_THE INPUT:_
^^^^

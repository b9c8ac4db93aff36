//! `kubeforge` CLI entry-point.
//!
//! Sub-commands:
//! - `create cluster` — plan and execute the provisioning pipeline.
//! - `plan`           — print the merged execution graph without running.
//! - `validate`       — load, default, and validate a cluster file.
//!
//! Exit codes: 0 on success, 1 when execution failed (or partially failed),
//! 2 on configuration/planning errors.

use std::path::PathBuf;
use std::process::ExitCode;
use std::sync::Arc;

use anyhow::Context;
use clap::{Args, Parser, Subcommand};
use tracing::error;
use tracing_subscriber::EnvFilter;

use config::Inventory;
use connector::{ConnectorPool, LocalConnectorFactory};
use engine::{Engine, GraphExecutionResult, PipelineStatus, StepStatus};
use steps::RunContext;

mod recipe;

const EXIT_EXECUTION_FAILED: u8 = 1;
const EXIT_PLANNING_ERROR: u8 = 2;

#[derive(Parser)]
#[command(
    name = "kubeforge",
    about = "Graph-scheduled Kubernetes cluster provisioning",
    version
)]
struct Cli {
    /// Verbose logging (overrides RUST_LOG).
    #[arg(long, short, global = true)]
    verbose: bool,

    #[command(subcommand)]
    command: Command,
}

#[derive(Subcommand)]
enum Command {
    /// Provision a new resource.
    Create {
        #[command(subcommand)]
        target: CreateTarget,
    },
    /// Print the merged execution graph for a cluster file.
    Plan(ClusterArgs),
    /// Validate a cluster file and print the resolved inventory.
    Validate(ClusterArgs),
}

#[derive(Subcommand)]
enum CreateTarget {
    /// Plan and execute the full provisioning pipeline.
    Cluster(CreateArgs),
}

#[derive(Args)]
struct ClusterArgs {
    /// Path to the cluster JSON file.
    #[arg(long, env = "KUBEFORGE_CONFIG")]
    config: PathBuf,
}

#[derive(Args)]
struct CreateArgs {
    #[command(flatten)]
    cluster: ClusterArgs,

    /// Simulate every step without mutating any host, and print the planned
    /// graph and simulated results as JSON.
    #[arg(long)]
    dry_run: bool,

    /// Engine worker-pool size.
    #[arg(long, default_value_t = engine::DEFAULT_WORKER_POOL)]
    workers: usize,
}

#[tokio::main]
async fn main() -> ExitCode {
    let cli = Cli::parse();
    init_tracing(cli.verbose);

    match run(cli.command).await {
        Ok(code) => code,
        Err(err) => {
            error!("{err:#}");
            ExitCode::from(EXIT_PLANNING_ERROR)
        }
    }
}

async fn run(command: Command) -> anyhow::Result<ExitCode> {
    match command {
        Command::Validate(args) => validate(&args),
        Command::Plan(args) => plan(&args),
        Command::Create {
            target: CreateTarget::Cluster(args),
        } => create_cluster(args).await,
    }
}

fn validate(args: &ClusterArgs) -> anyhow::Result<ExitCode> {
    let spec = config::load_cluster_spec(&args.config)
        .with_context(|| format!("loading {}", args.config.display()))?;

    println!("cluster '{}' is valid", spec.name);
    for host in Inventory::from_spec(&spec).hosts() {
        let roles: Vec<&str> = host.roles.iter().map(String::as_str).collect();
        println!("  {:<16} {:<16} [{}]", host.name, host.address, roles.join(", "));
    }
    Ok(ExitCode::SUCCESS)
}

fn plan(args: &ClusterArgs) -> anyhow::Result<ExitCode> {
    let spec = config::load_cluster_spec(&args.config)
        .with_context(|| format!("loading {}", args.config.display()))?;
    let inventory = Inventory::from_spec(&spec);

    let registry = recipe::default_registry(&spec);
    let pipeline = recipe::provisioning_pipeline(&spec, &registry)?;
    let graph = pipeline.plan(&inventory)?;

    println!("{}", serde_json::to_string_pretty(&graph.summary())?);
    Ok(ExitCode::SUCCESS)
}

async fn create_cluster(args: CreateArgs) -> anyhow::Result<ExitCode> {
    let spec = config::load_cluster_spec(&args.cluster.config)
        .with_context(|| format!("loading {}", args.cluster.config.display()))?;
    let inventory = Inventory::from_spec(&spec);

    let registry = Arc::new(recipe::default_registry(&spec));
    let pipeline = recipe::provisioning_pipeline(&spec, &registry)?;

    let connectors = Arc::new(ConnectorPool::new(Arc::new(LocalConnectorFactory)));
    let ctx = RunContext::new(&pipeline.name, connectors, Arc::clone(&registry))
        .with_dry_run(args.dry_run);

    if args.dry_run {
        let graph = pipeline.plan(&inventory)?;
        println!("{}", serde_json::to_string_pretty(&graph.summary())?);
    }

    let engine = Engine::with_workers(args.workers);
    let result = pipeline.run(&inventory, &engine, &ctx).await?;

    if args.dry_run {
        println!("{}", serde_json::to_string_pretty(&result)?);
    } else {
        print_summary(&result);
    }

    Ok(match result.status {
        PipelineStatus::Succeeded => ExitCode::SUCCESS,
        PipelineStatus::Failed | PipelineStatus::PartialFailure => {
            ExitCode::from(EXIT_EXECUTION_FAILED)
        }
    })
}

fn print_summary(result: &GraphExecutionResult) {
    println!();
    for node in &result.node_results {
        println!(
            "{:>9}  {} @ {} ({})",
            node.status.to_string(),
            node.step_name,
            node.host,
            node.phase
        );
    }

    for failure in result.failures() {
        println!();
        println!("failure: {} @ {}", failure.step_name, failure.host);
        if let Some(err) = &failure.error {
            println!("  error: {err}");
        }
        if !failure.stderr.is_empty() {
            println!("  stderr: {}", failure.stderr.trim_end());
        }
    }

    let skipped = result.count_with_status(StepStatus::Skipped);
    println!();
    println!(
        "pipeline '{}': {} ({} results, {} failed, {} skipped)",
        result.pipeline_name,
        result.status,
        result.node_results.len(),
        result.failures().count(),
        skipped,
    );
}

fn init_tracing(verbose: bool) {
    let filter = if verbose {
        EnvFilter::new("debug")
    } else {
        EnvFilter::try_from_default_env().unwrap_or_else(|_| EnvFilter::new("info"))
    };
    tracing_subscriber::fmt().with_env_filter(filter).init();
}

^^^^

_TASK ITEM:_ What you give back should match the entries above exactly.

_TASK OUTPUT:_
repository b9c8ac4db93aff36
//! `kubeforge` CLI entry-point.
//!
//! Sub-commands:
//! - `create cluster` — plan and execute the provisioning pipeline.
//! - `plan`           — print the merged execution graph without running.
//! - `validate`       — load, default, and validate a cluster file.
//!
//! Exit codes: 0 on success, 1 when execution failed (or partially failed),
//! 2 on configuration/planning errors.

use std::path::PathBuf;
use std::process::ExitCode;
use std::sync::Arc;

use anyhow::Context;
use clap::{Args, Parser, Subcommand};
use tracing::error;
use tracing_subscriber::EnvFilter;

use config::Inventory;
use connector::{ConnectorPool, LocalConnectorFactory};
use engine::{Engine, GraphExecutionResult, PipelineStatus, StepStatus};
use steps::RunContext;

mod recipe;

const EXIT_EXECUTION_FAILED: u8 = 1;
const EXIT_PLANNING_ERROR: u8 = 2;

#[derive(Parser)]
#[command(
    name = "kubeforge",
    about = "Graph-scheduled Kubernetes cluster provisioning",
    version
)]
struct Cli {
    /// Verbose logging (overrides RUST_LOG).
    #[arg(long, short, global = true)]
    verbose: bool,

    #[command(subcommand)]
    command: Command,
}

#[derive(Subcommand)]
enum Command {
    /// Provision a new resource.
    Create {
        #[command(subcommand)]
        target: CreateTarget,
    },
    /// Print the merged execution graph for a cluster file.
    Plan(ClusterArgs),
    /// Validate a cluster file and print the resolved inventory.
    Validate(ClusterArgs),
}

#[derive(Subcommand)]
enum CreateTarget {
    /// Plan and execute the full provisioning pipeline.
    Cluster(CreateArgs),
}

#[derive(Args)]
struct ClusterArgs {
    /// Path to the cluster JSON file.
    #[arg(long, env = "KUBEFORGE_CONFIG")]
    config: PathBuf,
}

#[derive(Args)]
struct CreateArgs {
    #[command(flatten)]
    cluster: ClusterArgs,

    /// Simulate every step without mutating any host, and print the planned
    /// graph and simulated results as JSON.
    #[arg(long)]
    dry_run: bool,

    /// Engine worker-pool size.
    #[arg(long, default_value_t = engine::DEFAULT_WORKER_POOL)]
    workers: usize,
}

#[tokio::main]
async fn main() -> ExitCode {
    let cli = Cli::parse();
    init_tracing(cli.verbose);

    match run(cli.command).await {
        Ok(code) => code,
        Err(err) => {
            error!("{err:#}");
            ExitCode::from(EXIT_PLANNING_ERROR)
        }
    }
}

async fn run(command: Command) -> anyhow::Result<ExitCode> {
    match command {
        Command::Validate(args) => validate(&args),
        Command::Plan(args) => plan(&args),
        Command::Create {
            target: CreateTarget::Cluster(args),
        } => create_cluster(args).await,
    }
}

fn validate(args: &ClusterArgs) -> anyhow::Result<ExitCode> {
    let spec = config::load_cluster_spec(&args.config)
        .with_context(|| format!("loading {}", args.config.display()))?;

    println!("cluster '{}' is valid", spec.name);
    for host in Inventory::from_spec(&spec).hosts() {
        let roles: Vec<&str> = host.roles.iter().map(String::as_str).collect();
        println!("  {:<16} {:<16} [{}]", host.name, host.address, roles.join(", "));
    }
    Ok(ExitCode::SUCCESS)
}

fn plan(args: &ClusterArgs) -> anyhow::Result<ExitCode> {
    let spec = config::load_cluster_spec(&args.config)
        .with_context(|| format!("loading {}", args.config.display()))?;
    let inventory = Inventory::from_spec(&spec);

    let registry = recipe::default_registry(&spec);
    let pipeline = recipe::provisioning_pipeline(&spec, &registry)?;
    let graph = pipeline.plan(&inventory)?;

    println!("{}", serde_json::to_string_pretty(&graph.summary())?);
    Ok(ExitCode::SUCCESS)
}

async fn create_cluster(args: CreateArgs) -> anyhow::Result<ExitCode> {
    let spec = config::load_cluster_spec(&args.cluster.config)
        .with_context(|| format!("loading {}", args.cluster.config.display()))?;
    let inventory = Inventory::from_spec(&spec);

    let registry = Arc::new(recipe::default_registry(&spec));
    let pipeline = recipe::provisioning_pipeline(&spec, &registry)?;

    let connectors = Arc::new(ConnectorPool::new(Arc::new(LocalConnectorFactory)));
    let ctx = RunContext::new(&pipeline.name, connectors, Arc::clone(&registry))
        .with_dry_run(args.dry_run);

    if args.dry_run {
        let graph = pipeline.plan(&inventory)?;
        println!("{}", serde_json::to_string_pretty(&graph.summary())?);
    }

    let engine = Engine::with_workers(args.workers);
    let result = pipeline.run(&inventory, &engine, &ctx).await?;

    if args.dry_run {
        println!("{}", serde_json::to_string_pretty(&result)?);
    } else {
        print_summary(&result);
    }

    Ok(match result.status {
        PipelineStatus::Succeeded => ExitCode::SUCCESS,
        PipelineStatus::Failed | PipelineStatus::PartialFailure => {
            ExitCode::from(EXIT_EXECUTION_FAILED)
        }
    })
}

fn print_summary(result: &GraphExecutionResult) {
    println!();
    for node in &result.node_results {
        println!(
            "{:>9}  {} @ {} ({})",
            node.status.to_string(),
            node.step_name,
            node.host,
            node.phase
        );
    }

    for failure in result.failures() {
        println!();
        println!("failure: {} @ {}", failure.step_name, failure.host);
        if let Some(err) = &failure.error {
            println!("  error: {err}");
        }
        if !failure.stderr.is_empty() {
            println!("  stderr: {}", failure.stderr.trim_end());
        }
    }

    let skipped = result.count_with_status(StepStatus::Skipped);
    println!();
    println!(
        "pipeline '{}': {} ({} results, {} failed, {} skipped)",
        result.pipeline_name,
        result.status,
        result.node_results.len(),
        result.failures().count(),
        skipped,
    );
}

fn init_tracing(verbose: bool) {
    let filter = if verbose {
        EnvFilter::new("debug")
    } else {
        EnvFilter::try_from_default_env().unwrap_or_else(|_| EnvFilter::new("info"))
    };
    tracing_subscriber::fmt().with_env_filter(filter).init();
}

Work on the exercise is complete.